Die Reaktion vom russischen Präsidenten am 10. August war entschieden. Auffällig wurde vor allem die Abstufung der heutigen ukrainischen Staatsmacht von „Kollegen“ und „Partnern“ zu „denjenigen, die in Kiew die Macht an sich gerissen haben“ . Das ist die Rhetorik aus dem Frühjahr 2014, bevor Petro Poroschenko zum Präsident wurde. Von nun an ist er nicht mehr zu einer Handreichung fähig. Daraus ergebe sich auch kein Sinn mehr für weitere Treffen im Normandie-Format, so Putin. In seiner Ansprache hat er auch einen Bogen von der Attacke auf der Krim zum Anschlag auf den Chef der Lugansker Volksrepublik Ilja Plotnizkij geschlagen. Er nannte diese nicht anerkannte quasi-staatlichen Gebilde ohne Klammern und übliche diplomatische Umschweifungen.

Kein Liebäugeln mehr mit Poroschenko
Das führte natürlich sowohl in Russland als auch im Westen für Spekulationen. Die sonst loyalen einflussreichen Kommentatoren wie Wladimir Solowjow, die den Präsidenten für die Anerkennung von Poroschenko und das zahme Verhalten der russischen Botschaft, die in den letzten zweieinhalb Jahren mehrmals angegriffen wurde, immer wieder kritisierten, fühlten sich bestätigt. Die Abbestellung vom russischen Botschafter, Michail Zurabow, der als privater Bekannter des ukrainischen Präsidenten den direkten Draht zu ihm aufrechterhalten sollte, passt auch zum sich anbahnenden Richtungswechsel. Nun ist in Moskau bereits auf der höchsten Ebene von der Einstellung der diplomatischen Beziehungen die Rede, wie die heutige Äußerung vom Premier Medwedew zeigt.

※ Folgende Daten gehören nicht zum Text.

use std::env;

fn main() {
    // Set build-time environment variables
    let target = env::var("TARGET").unwrap_or_else(|_| "unknown".to_string());
    println!("cargo:rustc-env=BUILD_TARGET={}", target);

    // Add git info if available
    match std::process::Command::new("git")
        .args(["rev-parse", "--short", "HEAD"])
        .output()
    {
        Ok(git_hash) if git_hash.status.success() => {
            let git_hash_str = String::from_utf8_lossy(&git_hash.stdout).trim().to_string();
            println!("cargo:rustc-env=GIT_HASH={}", git_hash_str);
            
            // Check if working directory is clean
            if let Ok(git_status) = std::process::Command::new("git")
                .args(["status", "--porcelain"])
                .output()
            {
                let is_clean = git_status.stdout.is_empty();
                println!("cargo:rustc-env=GIT_CLEAN={}", if is_clean { "true" } else { "false" });
            }
        }
        _ => {
            // Not a git checkout, or git is not installed
            println!("cargo:rustc-env=GIT_HASH=unknown");
            println!("cargo:rustc-env=GIT_CLEAN=unknown");
        }
    }
    
    // Build timestamp; `date` is missing on Windows hosts
    let now = std::process::Command::new("date")
        .arg("-u")
        .arg("+%Y-%m-%dT%H:%M:%SZ")
        .output()
        .ok()
        .filter(|output| output.status.success())
        .map(|output| String::from_utf8_lossy(&output.stdout).trim().to_string())
        .unwrap_or_else(|| "unknown".to_string());

    println!("cargo:rustc-env=BUILD_DATE={}", now);
}
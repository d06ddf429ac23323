// prometheus-agents-setup - Prometheus agent installer
// Main entry point

use agents_setup::agent::InstallOptions;
use agents_setup::config::Config;
use agents_setup::orchestrator::run_installation;
use agents_setup::version::build_info;
use clap::Parser;
use std::path::PathBuf;
use std::process::ExitCode;

#[derive(Parser, Debug)]
#[command(name = "prometheus-agents-setup")]
#[command(author, about, long_about = None)]
#[command(disable_version_flag = true)]
struct Cli {
    /// Download the process CPU agent from this URL instead of the bundled binary
    #[arg(long, env = "PROCESS_CPU_AGENT_URL", value_name = "URL")]
    source_url: Option<String>,

    /// System exporter release to install
    #[arg(long, value_name = "VERSION")]
    exporter_version: Option<String>,

    /// Installer settings file
    #[arg(short, long)]
    config: Option<PathBuf>,

    /// Enable debug logging
    #[arg(short, long)]
    debug: bool,

    /// Show version information
    #[arg(short = 'V', long)]
    version: bool,

    /// Show detailed build information
    #[arg(long)]
    build_info: bool,
}

impl Cli {
    fn install_options(&self) -> InstallOptions {
        InstallOptions {
            source_url: self.source_url.clone(),
            exporter_version: self.exporter_version.clone(),
        }
    }
}

#[tokio::main]
async fn main() -> ExitCode {
    let cli = Cli::parse();

    if cli.version {
        println!("{}", build_info().format_detailed());
        return ExitCode::SUCCESS;
    }

    if cli.build_info {
        println!("{}", build_info().format_detailed());
        println!("\n{}", build_info().format_build_info());
        return ExitCode::SUCCESS;
    }

    tracing_subscriber::fmt()
        .with_max_level(if cli.debug {
            tracing::Level::DEBUG
        } else {
            tracing::Level::INFO
        })
        .with_writer(std::io::stderr)
        .with_target(false)
        .init();

    tracing::info!("{} starting", build_info().format_display());

    // Dropping the run on a signal removes its temp files and staging dirs
    let outcome = tokio::select! {
        result = run(&cli) => result,
        _ = shutdown_signal() => Err(anyhow::anyhow!("interrupted, re-run to finish the installation")),
    };

    match outcome {
        Ok(()) => ExitCode::SUCCESS,
        Err(e) => {
            eprintln!("✗ Setup failed: {:#}", e);
            ExitCode::FAILURE
        }
    }
}

/// Resolves on Ctrl+C or SIGTERM
async fn shutdown_signal() {
    let ctrl_c = async {
        if let Err(e) = tokio::signal::ctrl_c().await {
            tracing::warn!("Could not listen for Ctrl+C: {}", e);
            std::future::pending::<()>().await;
        }
    };

    #[cfg(unix)]
    let terminate = async {
        use tokio::signal::unix::{signal, SignalKind};
        match signal(SignalKind::terminate()) {
            Ok(mut stream) => {
                stream.recv().await;
            }
            Err(e) => {
                tracing::warn!("Could not listen for SIGTERM: {}", e);
                std::future::pending::<()>().await;
            }
        }
    };

    #[cfg(not(unix))]
    let terminate = std::future::pending::<()>();

    tokio::select! {
        _ = ctrl_c => tracing::info!("Received Ctrl+C, stopping"),
        _ = terminate => tracing::info!("Received SIGTERM, stopping"),
    }
}

async fn run(cli: &Cli) -> anyhow::Result<()> {
    let config = Config::load(cli.config.clone())?;
    run_installation(cli.install_options(), config).await?;
    Ok(())
}
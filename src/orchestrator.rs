// Installation sequencing across agents

use crate::acquire::{BinaryAcquirer, Source};
use crate::agent::{catalog, AgentDescriptor, InstallOptions};
use crate::config::Config;
use crate::error::Result;
use crate::health::HealthValidator;
use crate::platform::{ensure_elevated, HostPlatform, OsFamily};
use crate::render;
use crate::retry::RetryPolicy;
use crate::service::command::describe_output;
use crate::service::{
    observe, CommandRunner, InstallationState, ServiceDefinition, ServiceManager,
    ServiceReconciler, TokioCommandRunner,
};
use std::path::PathBuf;
use std::time::Duration;

/// Outcome for one installed agent
#[derive(Debug, Clone, PartialEq)]
pub struct AgentReport {
    pub name: String,
    pub unit_name: String,
    pub binary_path: PathBuf,
    pub metrics_url: String,
    /// Observed before this run touched anything
    pub state_before: InstallationState,
}

#[derive(Debug, Clone, Default, PartialEq)]
pub struct InstallReport {
    pub agents: Vec<AgentReport>,
}

impl InstallReport {
    /// Fixed summary printed after a successful run
    pub fn next_steps(&self, os: OsFamily) -> String {
        let mut text = String::new();
        text.push_str("\n✓ Setup complete\n\nNext steps:\n");

        let mut step = 1;
        for agent in &self.agents {
            let status = match os {
                OsFamily::Windows => format!("sc query {}", agent.unit_name),
                _ => format!("systemctl status {}", agent.unit_name),
            };
            text.push_str(&format!("{}. Check {}: {}\n", step, agent.name, status));
            step += 1;
        }
        for agent in &self.agents {
            text.push_str(&format!(
                "{}. Browse {} metrics: {}\n",
                step, agent.name, agent.metrics_url
            ));
            step += 1;
        }

        let targets = self
            .agents
            .iter()
            .filter_map(|agent| agent.metrics_url.split('/').nth(2))
            .map(|host_port| format!("'{}'", host_port.replace("127.0.0.1", "<this-host>")))
            .collect::<Vec<_>>()
            .join(", ");
        text.push_str(&format!(
            "{}. Add to your Prometheus scrape_configs: targets: [{}]\n",
            step, targets
        ));
        text
    }
}

/// Entry point used by the binary: check privileges, detect the host,
/// install every catalogued agent
pub async fn run_installation(options: InstallOptions, config: Config) -> Result<InstallReport> {
    ensure_elevated().await?;

    let host = HostPlatform::detect(&config)?;
    tracing::info!("Host: {} {} (artifacts: {})", host.os, host.machine, host.arch);
    println!("Installing Prometheus agents for {}-{}", host.os, host.arch);

    let manager = host.service_manager().await?;
    let agents = catalog(&host, &config, &options);

    let orchestrator = InstallOrchestrator::new(host.os, manager.as_ref(), &config)?;
    let report = orchestrator.run(&agents).await?;

    println!("{}", report.next_steps(host.os));
    Ok(report)
}

pub struct InstallOrchestrator<'a> {
    os: OsFamily,
    manager: &'a dyn ServiceManager,
    acquirer: BinaryAcquirer,
    health: HealthValidator,
    start_wait: RetryPolicy,
    stop_wait: RetryPolicy,
    accounts: Option<Box<dyn CommandRunner>>,
}

impl<'a> InstallOrchestrator<'a> {
    pub fn new(os: OsFamily, manager: &'a dyn ServiceManager, config: &Config) -> Result<Self> {
        let accounts: Option<Box<dyn CommandRunner>> = match os {
            OsFamily::Linux => Some(Box::new(TokioCommandRunner::default())),
            _ => None,
        };

        Ok(Self {
            os,
            manager,
            acquirer: BinaryAcquirer::new(
                config.download.retry_policy(),
                config.download.timeout(),
            )?,
            health: HealthValidator::new(config.health.timeout(), config.health.retry_policy())?,
            start_wait: config.service_start.retry_policy(),
            stop_wait: RetryPolicy::new(15, Duration::from_secs(1)),
            accounts,
        })
    }

    /// Runner used to create service accounts; `None` skips the step
    pub fn with_account_runner(mut self, runner: Option<Box<dyn CommandRunner>>) -> Self {
        self.accounts = runner;
        self
    }

    pub fn with_stop_wait(mut self, stop_wait: RetryPolicy) -> Self {
        self.stop_wait = stop_wait;
        self
    }

    /// Install agents in order. The first failure aborts the whole run.
    pub async fn run(&self, agents: &[AgentDescriptor]) -> Result<InstallReport> {
        let mut report = InstallReport::default();
        for agent in agents {
            report.agents.push(self.install_agent(agent).await?);
        }
        Ok(report)
    }

    async fn install_agent(&self, agent: &AgentDescriptor) -> Result<AgentReport> {
        println!("\n==> {}", agent.display_name);

        // Nothing on the host changes when there is nothing to install
        let source = Source::resolve(agent)?;

        let view = observe(agent, self.manager).await?;
        let state_before = InstallationState::probe(&view);
        tracing::info!(
            "{}: {} before install (service {})",
            agent.name,
            state_before,
            view.service
        );

        let reconciler =
            ServiceReconciler::new(self.manager, self.start_wait).with_stop_wait(self.stop_wait);

        // The executable cannot be replaced while SCM still runs it
        if self.manager.locks_running_binaries() && view.service.needs_stop() {
            reconciler.quiesce(&agent.unit_name).await?;
        }

        if let (Some(runner), Some(user), OsFamily::Linux) =
            (self.accounts.as_deref(), agent.service_user.as_deref(), self.os)
        {
            ensure_service_user(runner, user).await;
        }

        let binary_path = self.acquirer.acquire_from(agent, &source).await?;
        render::write_config(agent)?;

        let definition = ServiceDefinition::from_descriptor(agent);
        reconciler.reconcile(&definition, agent.registration).await?;

        let metrics_url = agent.metrics_url();
        self.health.validate(&metrics_url).await?;

        Ok(AgentReport {
            name: agent.name.clone(),
            unit_name: agent.unit_name.clone(),
            binary_path,
            metrics_url,
            state_before,
        })
    }
}

/// Create a system account for the service if it does not exist yet.
/// Failures are reported as warnings only.
pub async fn ensure_service_user(runner: &dyn CommandRunner, user: &str) {
    match runner.run("id", &["-u".to_string(), user.to_string()]).await {
        Ok(output) if output.status.success() => {
            tracing::debug!("Service user {} already exists", user);
            return;
        }
        Ok(_) => {}
        Err(e) => {
            tracing::warn!("Could not check for user {}: {:#}", user, e);
            return;
        }
    }

    let args: Vec<String> = [
        "--system",
        "--no-create-home",
        "--shell",
        "/usr/sbin/nologin",
        user,
    ]
    .iter()
    .map(|a| a.to_string())
    .collect();

    match runner.run("useradd", &args).await {
        Ok(output) if output.status.success() => {
            tracing::info!("Created service user {}", user);
            println!("  Created system user {}", user);
        }
        Ok(output) => tracing::warn!(
            "useradd {} failed ({}): {}",
            user,
            output.status,
            describe_output(&output)
        ),
        Err(e) => tracing::warn!("Could not create user {}: {:#}", user, e),
    }
}
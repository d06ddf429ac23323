// Error types for prometheus-agents-setup

use thiserror::Error;

/// Result type alias using anyhow::Error
pub type Result<T> = anyhow::Result<T>;

/// Fatal setup failures. Non-fatal conditions (architecture fallback,
/// service account creation) are logged as warnings instead.
#[derive(Error, Debug)]
pub enum SetupError {
    #[error("Elevated privileges required: {0}")]
    Privilege(String),

    #[error("Unsupported platform: {0}")]
    UnsupportedPlatform(String),

    #[error("Failed to download {url} after {attempts} attempts: {message}")]
    Download {
        url: String,
        attempts: usize,
        message: String,
    },

    #[error("No source available for '{agent}': set a source URL or provide {local}")]
    SourceMissing { agent: String, local: String },

    #[error("Failed to install package for '{agent}': {message}")]
    Package { agent: String, message: String },

    #[error("Failed to register service '{service}': {message}\nSee service logs: {log_hint}")]
    ServiceRegistration {
        service: String,
        message: String,
        log_hint: String,
    },

    #[error("Metrics endpoint {url} did not answer after {attempts} attempts")]
    ValidationTimeout { url: String, attempts: usize },

    #[error("Configuration error: {0}")]
    Config(String),

    #[error("IO error: {0}")]
    Io(#[from] std::io::Error),
}

impl SetupError {
    /// Build a registration error for a service, attaching the manager's log query
    pub fn registration(service: &str, message: impl Into<String>, log_hint: String) -> Self {
        Self::ServiceRegistration {
            service: service.to_string(),
            message: message.into(),
            log_hint,
        }
    }
}
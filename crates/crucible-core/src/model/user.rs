use serde_json::Value;

use crate::attrs::{self, AttributeMap, Attributes};
use crate::error::CoreError;

/// A top-level Player user. The id is chosen by the caller.
#[derive(Debug, Clone, PartialEq, Eq)]
pub struct PlayerUserState {
    pub user_id: String,
    pub name: String,
    /// Role name; `None` when the user has no role.
    pub role: Option<String>,
    pub is_system_admin: bool,
}

impl Attributes for PlayerUserState {
    fn to_attributes(&self) -> AttributeMap {
        let mut map = AttributeMap::new();
        map.insert("user_id".into(), Value::from(self.user_id.as_str()));
        map.insert("name".into(), Value::from(self.name.as_str()));
        attrs::put_opt_string(&mut map, "role", self.role.as_deref());
        map.insert("is_system_admin".into(), Value::from(self.is_system_admin));
        map
    }

    fn from_attributes(map: &AttributeMap) -> Result<Self, CoreError> {
        let user_id = attrs::opt_string(map, "user_id")?
            .ok_or_else(|| CoreError::invalid("user_id", "required"))?;
        Ok(Self {
            user_id,
            name: attrs::string(map, "name")?,
            role: attrs::opt_string(map, "role")?,
            is_system_admin: attrs::bool_or(map, "is_system_admin", false)?,
        })
    }
}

Auch Hardliner aus der Expertenschaft ließen sich mit wenig diplomatischen Ratschlägen nicht lange auf sich warten. Das Scheitern des Minsker Abkommens gilt in Russland als ausgemacht. Seit Monaten andauernde militärische Zwischenfälle und der Anstieg ziviler Opfer bei den Artilleriebeschüssen zeige den Unwillen der heutigen Ukraine den Friedensprozess von ihrem Tiefpunkt zu bewegen.

Der ukrainische Präsident Petro Poroschenko mit seinem Generalstab.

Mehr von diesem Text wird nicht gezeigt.